Quelques années plus tard, il répond présent à l’appel d’un jeune réalisateur, Antoine Cuypers, qui le rêve dans son court métrage, A New Old Story. Il lui confie le rôle d’un séducteur un peu usé par la vie, un poète amoureux déchiré par une violence passée, mais capable de rejouer mot pour mot, 40 ans plus tard, la seule scène d’amour qui compte pour lui. 

Il retrouve Antoine Cuypers quelques années plus tard dans son premier long métrage, Prejudice. Il y tient un rôle que l’on pourrait croire à contre-emploi, mais finalement pas si éloigné de lui, celui d’un père aimant mais taciturne, de peu de mots, mais souvent les bons. Celui qui écoute et qui entend son grand fils, un fils différent incompris par tous. Il embrasse et aime son étrangeté. Il est là, et forme un couple détonnant avec Nathalie Baye, où souffle le chaud et le froid, et où contre toute attente, il est le chaud. Le cinéaste filme son dos, sa nuque, ses cheveux gris. Si Arno, on le sait bien sûr, c’est une voix, c’est aussi un corps, un corps de cinéma.

Arno-Prejudice
Dans « Prejudice » avec Nathalie Baye

Il est à la fois insaisissable, et en même temps incroyablement proche. Dans J’ai toujours rêvé d’être un gangster, il est l’anti-dandy, le rocker nonchalant, irrésistiblement voûté. Samuel Benchetrit semble s’être joyeusement amusé à le mettre en scène dans un duo/ duel d’anthologie, face à Alain Bashung, deux oiseaux nocturnes en plein concours de crooners. Une façon de se jouer des caricatures, d’atomiser les clichés.
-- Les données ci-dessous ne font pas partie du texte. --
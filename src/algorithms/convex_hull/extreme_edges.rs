use std::collections::BTreeSet;
use tracing::debug;

use super::check_input;
use crate::data::Point;
use crate::{Error, HullConfig, HullScalar};

// Properties:
//    No panics.
//    Every returned index is in range.
//    Colinear points on a hull edge are reported.
/// $O(n^3)$ Indices of all points on the boundary of the convex hull.
///
/// A directed pair of points `(i, j)` is an extreme edge if no point lies
/// strictly to the left of the line `i -> j`. Every index that takes part in an
/// extreme edge is in the result. Points lying exactly on a hull edge are
/// therefore included, not just the corners.
///
/// # Errors
/// Will return [`Error::InvalidInput`] iff the input has fewer than three points.
///
/// # Examples
///
/// ```rust
/// # use hullbrute::algorithms::unordered_hull;
/// # use hullbrute::data::Point;
/// # use hullbrute::Error;
/// let pts: Vec<Point> = Point::parse_many("0 0  2 0  4 0  4 4  0 4").unwrap();
/// let hull = unordered_hull(&pts).unwrap();
/// assert_eq!(hull.len(), 5);
///
/// assert_eq!(unordered_hull(&pts[..2]).err(), Some(Error::InvalidInput(2)));
/// ```
pub fn unordered_hull<T>(pts: &[Point<T>]) -> Result<BTreeSet<usize>, Error>
where
  T: HullScalar,
{
  unordered_hull_with(pts, &HullConfig::default())
}

/// Like [`unordered_hull`] but with a configurable orientation predicate.
///
/// # Errors
/// [`Error::InvalidInput`] for fewer than three points and
/// [`Error::InvalidTolerance`] for a badly configured predicate.
pub fn unordered_hull_with<T>(pts: &[Point<T>], config: &HullConfig) -> Result<BTreeSet<usize>, Error>
where
  T: HullScalar,
{
  let hull: BTreeSet<usize> = extreme_edges(pts, config)?
    .into_iter()
    .flat_map(|(i, j)| [i, j])
    .collect();
  debug!(points = pts.len(), hull = hull.len(), "unordered hull");
  Ok(hull)
}

/// $O(n^3)$ All directed extreme edges `(i, j)`, sorted by `i` then `j`.
///
/// Every other point is on the right of `i -> j` or on the line, so the edges
/// run clockwise around the hull. Pairs of points with equal coordinates are
/// never edges.
///
/// ```rust
/// # use hullbrute::algorithms::extreme_edges;
/// # use hullbrute::data::Point;
/// # use hullbrute::HullConfig;
/// let triangle: Vec<Point> = Point::parse_many("0 0  4 0  0 4").unwrap();
/// assert_eq!(
///   extreme_edges(&triangle, &HullConfig::default()).unwrap(),
///   vec![(0, 2), (1, 0), (2, 1)]
/// );
/// ```
pub fn extreme_edges<T>(pts: &[Point<T>], config: &HullConfig) -> Result<Vec<(usize, usize)>, Error>
where
  T: HullScalar,
{
  check_input(pts, config)?;
  let predicate = config.predicate;
  let n = pts.len();

  let mut edges = Vec::new();
  for i in 0..n {
    for j in 0..n {
      if pts[i] == pts[j] {
        continue;
      }
      let supporting = pts
        .iter()
        .all(|pt| !predicate.orient(&pts[i], &pts[j], pt).is_left());
      if supporting {
        edges.push((i, j));
      }
    }
  }
  Ok(edges)
}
Un sens de l’autodérision déjà présent d’ailleurs, forcément, dans Camping Cosmos de Jan Bucquoy, où il joue un maître-nageur/ moniteur de hula-hoop, en mode Alerte à la Mer du Nord, qui se paye le luxe d’éconduire Jan Decleir. Evidemment chez Jan Bucquoy, on ne fait pas les choses à moitié.

Dans « J’ai toujours rêvé d’être un gangster » avec Alain Bashung

A travers de rares mais précieux rôles (on retiendra aussi d’ailleurs Surveiller les tortues d’Inès Rabadan), Arno a démontré à son aise qu’il avait l’étoffe d’un acteur, un grand. On n’oubliera pas non plus qu’en 2008, il offrit un morceau à une jeune réalisateur qui ne se voyait pas clore son film résolument bruxellois sans la voix du patron. Arno signait alors le générique de fin des Barons de Nabil Ben Yadir.
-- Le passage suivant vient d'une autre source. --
#![deny(clippy::cast_lossless)]
#![doc(test(no_crate_inject))]
//! Brute-force convex hulls of 2D point sets.
//!
//! Two $O(n^3)$ strategies are provided, both built on the same
//! [orientation predicate](Orientation):
//!
//! * [`unordered_hull`](algorithms::unordered_hull) keeps every pair of points
//!   whose supporting line has no other point strictly to its left, and returns
//!   the set of indices that appear in any such pair.
//! * [`ordered_hull`](algorithms::ordered_hull) gift-wraps the point set,
//!   starting at the leftmost point, and returns the hull vertices in
//!   counter-clockwise order.
//!
//! ```rust
//! # use hullbrute::algorithms::{ordered_hull, unordered_hull};
//! # use hullbrute::data::Point;
//! let square = vec![
//!   Point::new([0.0, 0.0]),
//!   Point::new([4.0, 0.0]),
//!   Point::new([4.0, 4.0]),
//!   Point::new([0.0, 4.0]),
//!   Point::new([2.0, 2.0]),
//! ];
//! let set = unordered_hull(&square).unwrap();
//! assert_eq!(set.into_iter().collect::<Vec<_>>(), vec![0, 1, 2, 3]);
//! assert_eq!(ordered_hull(&square).unwrap(), vec![0, 1, 2, 3]);
//! ```
use num_traits::Float;
use std::fmt::{Debug, Display};
use std::str::FromStr;

pub mod algorithms;
mod config;
pub mod data;
mod orientation;

pub use config::{HullConfig, Predicate};
pub use orientation::{location, Orientation};

#[derive(Debug, Clone, Copy, PartialEq, Eq)]
pub enum Error {
  /// Fewer than three points were given. Carries the number of points.
  InvalidInput(usize),
  /// The gift-wrapping walk got stuck at the given vertex index.
  DegenerateGeometry(usize),
  /// A tolerance predicate was configured with a negative or NaN epsilon.
  InvalidTolerance,
}

impl std::fmt::Display for Error {
  fn fmt(&self, f: &mut std::fmt::Formatter<'_>) -> Result<(), std::fmt::Error> {
    match self {
      Error::InvalidInput(n) => write!(f, "Invalid input: need at least 3 points, got {}", n),
      Error::DegenerateGeometry(v) => {
        write!(f, "Degenerate geometry: no hull edge found from vertex {}", v)
      }
      Error::InvalidTolerance => write!(f, "Tolerance must be a non-negative number"),
    }
  }
}

impl std::error::Error for Error {}

/// Coordinate type of a [`Point`](data::Point).
///
/// Comparisons are exact. No epsilon is applied anywhere unless a
/// [`Predicate::Tolerance`] is configured explicitly.
pub trait HullScalar: Float + Debug + Display + FromStr {
  /// Widen to `f64` for the adaptive-precision predicate. Must be lossless.
  fn to_f64_lossless(self) -> f64;

  /// Sign of the orientation determinant of `p`, `q`, `r`, computed with
  /// adaptive exact arithmetic. Positive when `r` is left of `p -> q`.
  fn orient2d_robust(p: &[Self; 2], q: &[Self; 2], r: &[Self; 2]) -> std::cmp::Ordering {
    let orient = geometry_predicates::predicates::orient2d(
      [p[0].to_f64_lossless(), p[1].to_f64_lossless()],
      [q[0].to_f64_lossless(), q[1].to_f64_lossless()],
      [r[0].to_f64_lossless(), r[1].to_f64_lossless()],
    );
    if orient > 0.0 {
      std::cmp::Ordering::Greater
    } else if orient < 0.0 {
      std::cmp::Ordering::Less
    } else {
      std::cmp::Ordering::Equal
    }
  }
}

macro_rules! floating_precision {
  ( $( $ty:ty ),* ) => {
    $(
      impl HullScalar for $ty {
        fn to_f64_lossless(self) -> f64 {
          f64::from(self)
        }
      }
    )*
  };
}

floating_precision!(f32, f64);

#[cfg(test)]
pub mod testing;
« Surveiller les tortues » d’Inès Rabadan

En mars dernier, le Festival du Film d’Ostende venait ancrer dans le marbre cette carrière parallèle, lui décernant un Lifetime Achievement Award, et une étoile sur son Walk of Fame.

Arno manquera aux Belges, à la Belgique et au monde, il manquera à la musique, et il manquera aussi au cinéma.